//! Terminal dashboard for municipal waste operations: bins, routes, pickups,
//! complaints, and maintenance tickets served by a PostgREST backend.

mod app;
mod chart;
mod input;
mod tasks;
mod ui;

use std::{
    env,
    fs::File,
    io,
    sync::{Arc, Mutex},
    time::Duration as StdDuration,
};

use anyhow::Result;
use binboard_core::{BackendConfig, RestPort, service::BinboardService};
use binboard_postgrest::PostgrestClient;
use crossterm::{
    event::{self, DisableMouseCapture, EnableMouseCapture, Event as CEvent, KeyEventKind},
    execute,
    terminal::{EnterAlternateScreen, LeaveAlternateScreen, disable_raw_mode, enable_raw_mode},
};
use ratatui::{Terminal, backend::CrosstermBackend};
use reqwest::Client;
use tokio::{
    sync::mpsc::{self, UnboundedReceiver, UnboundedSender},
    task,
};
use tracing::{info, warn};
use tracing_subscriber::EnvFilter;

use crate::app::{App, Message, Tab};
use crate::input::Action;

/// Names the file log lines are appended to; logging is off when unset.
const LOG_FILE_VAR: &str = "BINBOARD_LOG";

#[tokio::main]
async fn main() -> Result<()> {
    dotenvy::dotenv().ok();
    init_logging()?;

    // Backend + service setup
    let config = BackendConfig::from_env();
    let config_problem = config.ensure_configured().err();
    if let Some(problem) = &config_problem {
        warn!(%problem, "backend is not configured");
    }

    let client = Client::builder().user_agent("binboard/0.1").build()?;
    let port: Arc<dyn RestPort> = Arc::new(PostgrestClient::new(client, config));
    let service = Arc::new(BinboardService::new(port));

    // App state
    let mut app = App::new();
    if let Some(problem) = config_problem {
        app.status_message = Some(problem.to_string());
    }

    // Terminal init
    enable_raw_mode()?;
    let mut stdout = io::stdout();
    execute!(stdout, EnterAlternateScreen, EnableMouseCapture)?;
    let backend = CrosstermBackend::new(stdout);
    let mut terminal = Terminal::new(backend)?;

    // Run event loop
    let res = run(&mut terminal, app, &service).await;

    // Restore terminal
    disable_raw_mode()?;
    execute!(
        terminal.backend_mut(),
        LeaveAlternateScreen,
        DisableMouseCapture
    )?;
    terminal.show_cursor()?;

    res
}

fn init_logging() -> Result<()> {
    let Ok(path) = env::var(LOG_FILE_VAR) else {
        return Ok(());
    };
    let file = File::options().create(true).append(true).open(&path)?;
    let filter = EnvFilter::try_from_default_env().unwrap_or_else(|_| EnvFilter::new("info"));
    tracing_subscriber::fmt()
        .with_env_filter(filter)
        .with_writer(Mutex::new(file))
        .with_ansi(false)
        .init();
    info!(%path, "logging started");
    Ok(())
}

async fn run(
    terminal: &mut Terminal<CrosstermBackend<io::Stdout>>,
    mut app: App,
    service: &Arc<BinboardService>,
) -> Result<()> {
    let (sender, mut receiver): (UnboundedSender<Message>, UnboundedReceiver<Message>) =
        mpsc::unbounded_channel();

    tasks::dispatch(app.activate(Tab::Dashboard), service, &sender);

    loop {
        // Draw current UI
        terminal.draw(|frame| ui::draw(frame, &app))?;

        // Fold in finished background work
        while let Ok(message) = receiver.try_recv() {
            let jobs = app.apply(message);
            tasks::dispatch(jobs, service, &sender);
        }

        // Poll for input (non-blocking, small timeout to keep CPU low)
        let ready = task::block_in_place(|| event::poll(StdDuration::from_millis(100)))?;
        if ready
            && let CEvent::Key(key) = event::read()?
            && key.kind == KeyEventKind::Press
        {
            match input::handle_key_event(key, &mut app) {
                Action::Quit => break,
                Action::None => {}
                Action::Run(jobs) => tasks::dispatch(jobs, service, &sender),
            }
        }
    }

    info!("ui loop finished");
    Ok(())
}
════
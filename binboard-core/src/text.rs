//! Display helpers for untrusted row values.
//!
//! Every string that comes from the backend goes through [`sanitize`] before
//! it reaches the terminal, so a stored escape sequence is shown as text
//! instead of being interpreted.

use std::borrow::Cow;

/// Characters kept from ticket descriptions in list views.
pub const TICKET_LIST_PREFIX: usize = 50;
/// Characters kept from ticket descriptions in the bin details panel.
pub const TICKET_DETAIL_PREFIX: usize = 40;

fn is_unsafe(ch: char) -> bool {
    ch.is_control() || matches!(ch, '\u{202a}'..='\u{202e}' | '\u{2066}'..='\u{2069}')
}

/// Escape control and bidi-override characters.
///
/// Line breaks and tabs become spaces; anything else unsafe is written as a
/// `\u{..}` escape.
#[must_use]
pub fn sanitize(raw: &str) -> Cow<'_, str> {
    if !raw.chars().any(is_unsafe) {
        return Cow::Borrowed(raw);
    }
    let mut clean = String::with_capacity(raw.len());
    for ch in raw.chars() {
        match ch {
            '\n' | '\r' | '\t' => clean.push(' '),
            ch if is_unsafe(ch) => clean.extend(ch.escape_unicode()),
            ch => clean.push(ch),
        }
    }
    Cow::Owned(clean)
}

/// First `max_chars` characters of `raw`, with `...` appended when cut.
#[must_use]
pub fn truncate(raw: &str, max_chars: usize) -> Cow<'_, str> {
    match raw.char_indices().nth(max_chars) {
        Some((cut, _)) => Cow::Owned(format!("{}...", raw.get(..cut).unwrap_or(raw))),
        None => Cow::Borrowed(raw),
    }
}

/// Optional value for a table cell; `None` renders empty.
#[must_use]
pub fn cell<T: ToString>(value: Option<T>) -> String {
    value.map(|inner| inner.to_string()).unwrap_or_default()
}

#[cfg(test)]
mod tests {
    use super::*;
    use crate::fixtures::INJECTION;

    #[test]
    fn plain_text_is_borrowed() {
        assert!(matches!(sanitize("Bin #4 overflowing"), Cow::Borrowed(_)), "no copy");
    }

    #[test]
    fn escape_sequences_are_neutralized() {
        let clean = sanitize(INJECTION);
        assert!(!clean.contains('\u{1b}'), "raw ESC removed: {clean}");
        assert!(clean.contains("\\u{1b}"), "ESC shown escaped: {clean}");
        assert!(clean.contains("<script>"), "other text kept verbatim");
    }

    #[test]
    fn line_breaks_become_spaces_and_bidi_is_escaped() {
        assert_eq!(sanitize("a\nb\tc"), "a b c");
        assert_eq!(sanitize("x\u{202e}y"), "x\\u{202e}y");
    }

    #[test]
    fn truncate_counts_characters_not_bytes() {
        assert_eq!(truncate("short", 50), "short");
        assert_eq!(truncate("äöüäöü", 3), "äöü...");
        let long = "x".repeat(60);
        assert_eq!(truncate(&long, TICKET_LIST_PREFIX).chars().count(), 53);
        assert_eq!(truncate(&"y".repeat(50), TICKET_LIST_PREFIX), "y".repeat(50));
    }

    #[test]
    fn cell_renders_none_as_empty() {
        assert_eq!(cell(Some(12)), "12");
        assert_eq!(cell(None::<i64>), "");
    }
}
════
* Directions:
The lines to extract from the data above begin with the line containing "Terminal dashboard for" and end with the line containing "use crate::input::Action;". Extract them exactly, including both.

* Problem solution:
//! Terminal dashboard for municipal waste operations: bins, routes, pickups,
//! complaints, and maintenance tickets served by a PostgREST backend.

mod app;
mod chart;
mod input;
mod tasks;
mod ui;

use std::{
    env,
    fs::File,
    io,
    sync::{Arc, Mutex},
    time::Duration as StdDuration,
};

use anyhow::Result;
use binboard_core::{BackendConfig, RestPort, service::BinboardService};
use binboard_postgrest::PostgrestClient;
use crossterm::{
    event::{self, DisableMouseCapture, EnableMouseCapture, Event as CEvent, KeyEventKind},
    execute,
    terminal::{EnterAlternateScreen, LeaveAlternateScreen, disable_raw_mode, enable_raw_mode},
};
use ratatui::{Terminal, backend::CrosstermBackend};
use reqwest::Client;
use tokio::{
    sync::mpsc::{self, UnboundedReceiver, UnboundedSender},
    task,
};
use tracing::{info, warn};
use tracing_subscriber::EnvFilter;

use crate::app::{App, Message, Tab};
use crate::input::Action;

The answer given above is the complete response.